Strategic Context and Competition
NLC India's growth plans position it actively within India's energy sector. Coal India, for example, is also increasing coal production, targeting 1,000 MT annually by FY2027-28. NLC India's strategic move into critical minerals sets it apart, aligning with the government's National Critical Mineral Mission (NCMM). Launched in January 2025 with a ₹16,300 crore outlay over seven years, the NCMM aims to secure supply chains for minerals crucial for national growth and the energy transition. While NLC India's 1 mtpa critical minerals target is relatively small, it represents a strategic step into materials needed for electric vehicles (EVs) and clean energy. The company is actively developing renewables, with 3 GW of capacity under construction and through state-level joint ventures, contributing to India's goal of 500 GW by 2030.
Financial Risks
Despite expansion plans and positive market sentiment, NLC India's financial position has areas of concern. Total debt was approximately $2.62 billion USD as of March 2025, resulting in a debt-to-equity ratio of 104.7% and a net debt to equity of 101.5%. The debt-to-EBITDA ratio of 4.4 signals high leverage, which is common in the power sector but adds financial risk. Liabilities also exceed cash and near-term receivables, suggesting financial strain and making successful asset monetization, like the planned IPO of its renewables arm NIREL, crucial.

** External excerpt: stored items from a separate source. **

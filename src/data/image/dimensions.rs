//! Page dimensions and the shape checks made between
//! pages of a stack and between intensity and label arrays.

/// Width (`xdim`) and height (`ydim`) of one TIFF page
#[derive(PartialEq, Eq, Debug, Clone, Copy)]
pub struct Dimensions {
    pub xdim : u64,
    pub ydim : u64,
}

#[derive(Debug, Clone, PartialEq, thiserror::Error)]
pub enum DimensionsError {
    #[error("Mismatched shapes. Labels: {labels:?}, Intensity: {intensity:?}")]
    MismatchedShapes{ labels : Vec<usize>, intensity : Vec<usize> },
    #[error("Pages in the stack did not have consistent dimensions.")]
    NoConsistentDimensions,
    #[error("Expected {expected} bytes of pixel data, found {found}.")]
    ByteCount{ expected : u64, found : u64 },
    #[error("The file contains no pages.")]
    EmptyStack,
}

impl Dimensions {
    pub fn new(xdim : u64, ydim : u64) -> Dimensions {
        Dimensions {
            xdim,
            ydim,
        }
    }

    /// `(y, x)`, the order of an ndarray shape
    pub fn to_tuple(&self) -> (u64, u64) {
        (self.ydim, self.xdim)
    }

    /// `None` if the product overflows
    pub fn num_pixels(&self) -> Option<u64> {
        self.xdim.checked_mul(self.ydim)
    }
}

/// Checks that an intensity array can be measured against a
/// label array: identical shape, or identical shape followed
/// by one trailing channel axis.
///
/// ## Returns
///
/// * `Ok(n_channels)` - `1` when the shapes are identical
pub fn check_shapes(labels : &[usize], intensity : &[usize]) -> Result<usize, DimensionsError> {
    let mismatch = || DimensionsError::MismatchedShapes {
        labels : labels.to_vec(),
        intensity : intensity.to_vec(),
    };
    if intensity.len() == labels.len() {
        return if intensity == labels { Ok(1) } else { Err(mismatch()) };
    }
    if intensity.len() == labels.len() + 1 && &intensity[..labels.len()] == labels {
        return Ok(intensity[labels.len()]);
    }
    Err(mismatch())
}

Execution and Profitability Concerns
The large ₹1.17 lakh crore capex plan, funded by accruals, debt, and subsidiary IPOs, carries significant execution risk. Meeting target debt-to-equity ratios for thermal (70:30) and renewable (80:20) projects, and managing the overall debt, will be vital. The projected equity requirement of around ₹23,000 crore highlights the need for successful capital raising and potentially variable valuations for subsidiary shares. While NLC India receives other income (Rs. 2,176 Cr) and has a reasonable interest coverage ratio, a modest Return on Capital Employed (ROCE) of 6.66% and a low 3-year average Return on Equity (ROE) of 5.13% raise concerns about existing asset profitability and future investment efficiency. Significant contingent liabilities of Rs. 13,859 Cr add further financial uncertainty.
Outlook and Analyst View
NLC India forecasts significant revenue growth to ₹37,713 crore and Profit After Tax (PAT) to ₹5,294 crore by FY30, supported by operational improvements and capacity expansions. Management expects EBITDA margins to increase from 38.6% in FY25 to 50.6% in FY30. Analyst views are generally positive, with a consensus 'BUY' rating and price targets indicating potential for stock growth. However, some assessments, such as MarketsMojo's 'Hold' rating, advise considering certain risks alongside the stock's potential.